### What to do
Look through the data that follows and copy each line with the string "notices".
START Records
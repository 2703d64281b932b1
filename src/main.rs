use anyhow::{Context, Result};
use chrono::Utc;
use clap::{Args, Parser, Subcommand};
use planetvote::config::AppConfig;
use planetvote::kernel::catalog::{self, Bundle};
use planetvote::kernel::display::Roster;
use planetvote::kernel::quiz::{recommend, QuizAnswers, QuizSubmission, Tier, QUESTION_COUNT};
use planetvote::kernel::reactor::VoteReactor;
use planetvote::kernel::telemetry::DeliveryStats;
use planetvote::kernel::vote::{Relay, VoteNotice, VoterInfo};
use planetvote::services::{ApiClient, DisabledRelay, RelayFrame, WsRelay};
use std::path::PathBuf;
use std::sync::Arc;
use tokio::io::{AsyncBufReadExt, BufReader};
use tracing_subscriber::{EnvFilter, FmtSubscriber};

#[derive(Parser, Debug)]
#[command(name = "planetvote")]
#[command(about = "Extension bundle quiz and combo voting client")]
#[command(version)]
struct Cli {
    /// TOML config file
    #[arg(short, long, env = "PLANETVOTE_CONFIG")]
    config: Option<PathBuf>,

    #[command(subcommand)]
    command: Command,
}

#[derive(Subcommand, Debug)]
enum Command {
    /// Answer the quiz and print the recommended bundle
    Recommend(RecommendArgs),
    /// List the bundle catalog
    Catalog {
        /// Show a single bundle
        #[arg(long)]
        id: Option<u8>,
    },
    /// Vote for extensions, one name per stdin line
    Vote(VoterArgs),
    /// Show the extension vote leaderboard
    Display {
        /// Rows to print
        #[arg(long, default_value_t = 10)]
        top: usize,
        /// Keep running, applying live launches and periodic refreshes
        #[arg(long)]
        watch: bool,
    },
}

#[derive(Args, Debug)]
struct VoterArgs {
    #[arg(long)]
    name: Option<String>,
    #[arg(long)]
    job: Option<String>,
}

impl VoterArgs {
    fn voter(&self) -> VoterInfo {
        VoterInfo::new(
            self.name.clone().unwrap_or_default(),
            self.job.clone().unwrap_or_default(),
        )
    }
}

#[derive(Args, Debug)]
struct RecommendArgs {
    #[arg(long)]
    experience: Option<String>,
    #[arg(long)]
    tech_field: Option<String>,
    #[arg(long)]
    project_scale: Option<String>,
    #[arg(long)]
    dev_style: Option<String>,
    #[arg(long)]
    visual_style: Option<String>,
    #[arg(long)]
    focus_area: Option<String>,

    /// Post the result to the backend
    #[arg(long)]
    submit: bool,

    #[command(flatten)]
    voter: VoterArgs,
}

#[tokio::main]
async fn main() -> Result<()> {
    let subscriber = FmtSubscriber::builder()
        .with_env_filter(EnvFilter::try_from_default_env().unwrap_or_else(|_| EnvFilter::new("info")))
        .finish();
    tracing::subscriber::set_global_default(subscriber).context("Failed to install tracing subscriber")?;

    let cli = Cli::parse();
    let config = AppConfig::load(cli.config.as_deref()).context("Failed to load configuration")?;

    match cli.command {
        Command::Recommend(args) => run_recommend(args, &config).await,
        Command::Catalog { id } => run_catalog(id),
        Command::Vote(args) => run_vote(args, &config).await,
        Command::Display { top, watch } => run_display(top, watch, &config).await,
    }
}

async fn run_recommend(args: RecommendArgs, config: &AppConfig) -> Result<()> {
    let started_at = Utc::now();
    let given = [
        args.experience.as_deref(),
        args.tech_field.as_deref(),
        args.project_scale.as_deref(),
        args.dev_style.as_deref(),
        args.visual_style.as_deref(),
        args.focus_area.as_deref(),
    ];

    let mut answers = QuizAnswers::default();
    for (index, value) in (1..=QUESTION_COUNT).zip(given) {
        if let Some(value) = value {
            answers.set(index, value).with_context(|| format!("Question {index}"))?;
        }
    }

    let missing = QUESTION_COUNT as usize - answers.answered();
    if missing > 0 {
        tracing::info!("Auto-filling {} unanswered questions", missing);
        answers.fill_missing(&mut rand::thread_rng());
    }

    let recommendation = recommend(&answers);
    let bundle = catalog::bundle(recommendation.bundle);

    for (question, value) in answers.to_raw() {
        println!("  {question}: {value}");
    }
    match recommendation.tier {
        Tier::Override { rule } => println!("Matched override rule {rule}"),
        Tier::Secondary { rule } => println!("Matched secondary rule {rule}"),
        Tier::Weighted(scores) => println!("Weighted scores: {:?}", scores.as_array()),
    }
    print_bundle(bundle);

    if args.submit {
        let api = ApiClient::new(&config.api)?;
        let submission = QuizSubmission::new(&answers, args.voter.voter(), Some(started_at), Utc::now());
        if api.submit_quiz(&submission).await.is_err() {
            println!("(quiz result was not saved, the recommendation above still stands)");
        }
    }

    Ok(())
}

fn run_catalog(id: Option<u8>) -> Result<()> {
    match id {
        Some(id) => print_bundle(catalog::lookup(id)?),
        None => {
            for bundle in catalog::bundles() {
                print_bundle(bundle);
            }
        }
    }
    Ok(())
}

fn print_bundle(bundle: &Bundle) {
    println!("\n{} #{} {}", bundle.emoji, bundle.id, bundle.name);
    println!("   {}", bundle.description);
    for extension in &bundle.extensions {
        println!("   {} {} [{}]", extension.icon, extension.name, extension.id());
        println!("      {}", extension.description);
    }
}

async fn run_vote(args: VoterArgs, config: &AppConfig) -> Result<()> {
    let api = Arc::new(ApiClient::new(&config.api)?);

    let mut ws = None;
    let relay: Arc<dyn Relay> = if config.relay.enabled {
        let (relay, task) = WsRelay::spawn(&config.relay);
        let relay = Arc::new(relay);
        ws = Some((Arc::clone(&relay), task));
        relay
    } else {
        Arc::new(DisabledRelay)
    };

    let (handle, mut notices, session) = VoteReactor::spawn(config.vote.clone(), api, relay);
    let voter = args.voter();

    println!("Type an extension name and press Enter to vote. Ctrl+D or Ctrl+C to finish.");
    let mut lines = BufReader::new(tokio::io::stdin()).lines();
    let ctrl_c = tokio::signal::ctrl_c();
    tokio::pin!(ctrl_c);

    loop {
        tokio::select! {
            line = lines.next_line() => match line.context("Failed to read stdin")? {
                Some(line) => {
                    let name = line.trim();
                    if name.is_empty() {
                        continue;
                    }
                    let receipt = handle.cast(name, voter.clone()).await?;
                    match receipt.label {
                        Some(label) => println!("🚀 {} voted {} {}", receipt.display_name, receipt.extension_id, label),
                        None => println!("🚀 {} voted {}", receipt.display_name, receipt.extension_id),
                    }
                }
                None => break,
            },
            Some(notice) = notices.recv() => print_notice(&notice),
            _ = &mut ctrl_c => {
                tracing::info!("Ctrl+C received, flushing pending votes");
                break;
            }
        }
    }

    let stats = handle.shutdown().await?;
    session.await.context("Vote session task failed")?;
    while let Ok(notice) = notices.try_recv() {
        print_notice(&notice);
    }

    if let Some((relay, task)) = ws {
        relay.close();
        task.await.context("Relay task failed")?;
    }

    print_stats(&stats);
    Ok(())
}

/// Pulls counts and totals from the backend. Failures leave the roster as it was.
async fn refresh(api: &ApiClient, roster: &mut Roster) -> bool {
    let changed = match api.extensions().await {
        Ok(remote) => roster.merge(&remote),
        Err(e) => {
            tracing::warn!("Could not load extension counts: {}", e);
            return false;
        }
    };
    match api.stats().await {
        Ok(stats) => tracing::debug!("Backend totals: {:?}", stats.total_votes),
        Err(e) => tracing::debug!("Stats unavailable: {}", e),
    }
    changed > 0
}

async fn run_display(top: usize, watch: bool, config: &AppConfig) -> Result<()> {
    let api = ApiClient::new(&config.api)?;
    let mut roster = Roster::from_catalog();

    refresh(&api, &mut roster).await;
    print_ranking(&roster, top);
    if !watch {
        return Ok(());
    }

    let mut ws = None;
    let mut frames = None;
    if config.relay.enabled {
        let (relay, rx, task) = WsRelay::watch(&config.relay);
        ws = Some((relay, task));
        frames = Some(rx);
    }

    let mut ticker = tokio::time::interval(config.display.refresh_interval());
    ticker.tick().await;
    let ctrl_c = tokio::signal::ctrl_c();
    tokio::pin!(ctrl_c);

    loop {
        tokio::select! {
            frame = async {
                match frames.as_mut() {
                    Some(rx) => rx.recv().await,
                    None => std::future::pending().await,
                }
            } => match frame {
                Some(RelayFrame::LaunchRocket { extension_id, voter_name }) => {
                    match roster.record_launch(&extension_id) {
                        Some(votes) => {
                            println!("🚀 {voter_name} launched a rocket for {extension_id} ({votes})");
                            print_ranking(&roster, top);
                        }
                        None => tracing::debug!("Launch for {} is not on the roster", extension_id),
                    }
                }
                Some(RelayFrame::Stats(_)) => {}
                None => frames = None,
            },
            _ = ticker.tick() => {
                if refresh(&api, &mut roster).await {
                    print_ranking(&roster, top);
                }
            }
            _ = &mut ctrl_c => break,
        }
    }

    if let Some((relay, task)) = ws {
        relay.close();
        task.await.context("Relay task failed")?;
    }
    Ok(())
}

fn print_ranking(roster: &Roster, top: usize) {
    println!("\n🪐 {} votes in total", roster.total_votes());
    for (place, standing) in roster.ranking().into_iter().take(top).enumerate() {
        println!("{:>3}. {} {:<24} {}", place + 1, standing.icon, standing.name, standing.votes);
    }
}

fn print_notice(notice: &VoteNotice) {
    match notice {
        VoteNotice::DeliveryDegraded { batch_size, reason } => {
            println!("⚠️  Batch of {batch_size} votes failed ({reason}), sending one by one")
        }
        VoteNotice::VoteLost { event, reason } => {
            println!("⚠️  Vote for {} was not recorded: {}", event.extension_id, reason)
        }
    }
}

fn print_stats(stats: &DeliveryStats) {
    println!(
        "\n{} votes, best combo {}x, {} delivered, {} lost ({} batches, {} fell back)",
        stats.votes, stats.max_combo, stats.delivered, stats.lost, stats.batches, stats.fallbacks
    );
}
END Records
### Response area
    let (handle, mut notices, session) = VoteReactor::spawn(config.vote.clone(), api, relay);
            Some(notice) = notices.recv() => print_notice(&notice),
    while let Ok(notice) = notices.try_recv() {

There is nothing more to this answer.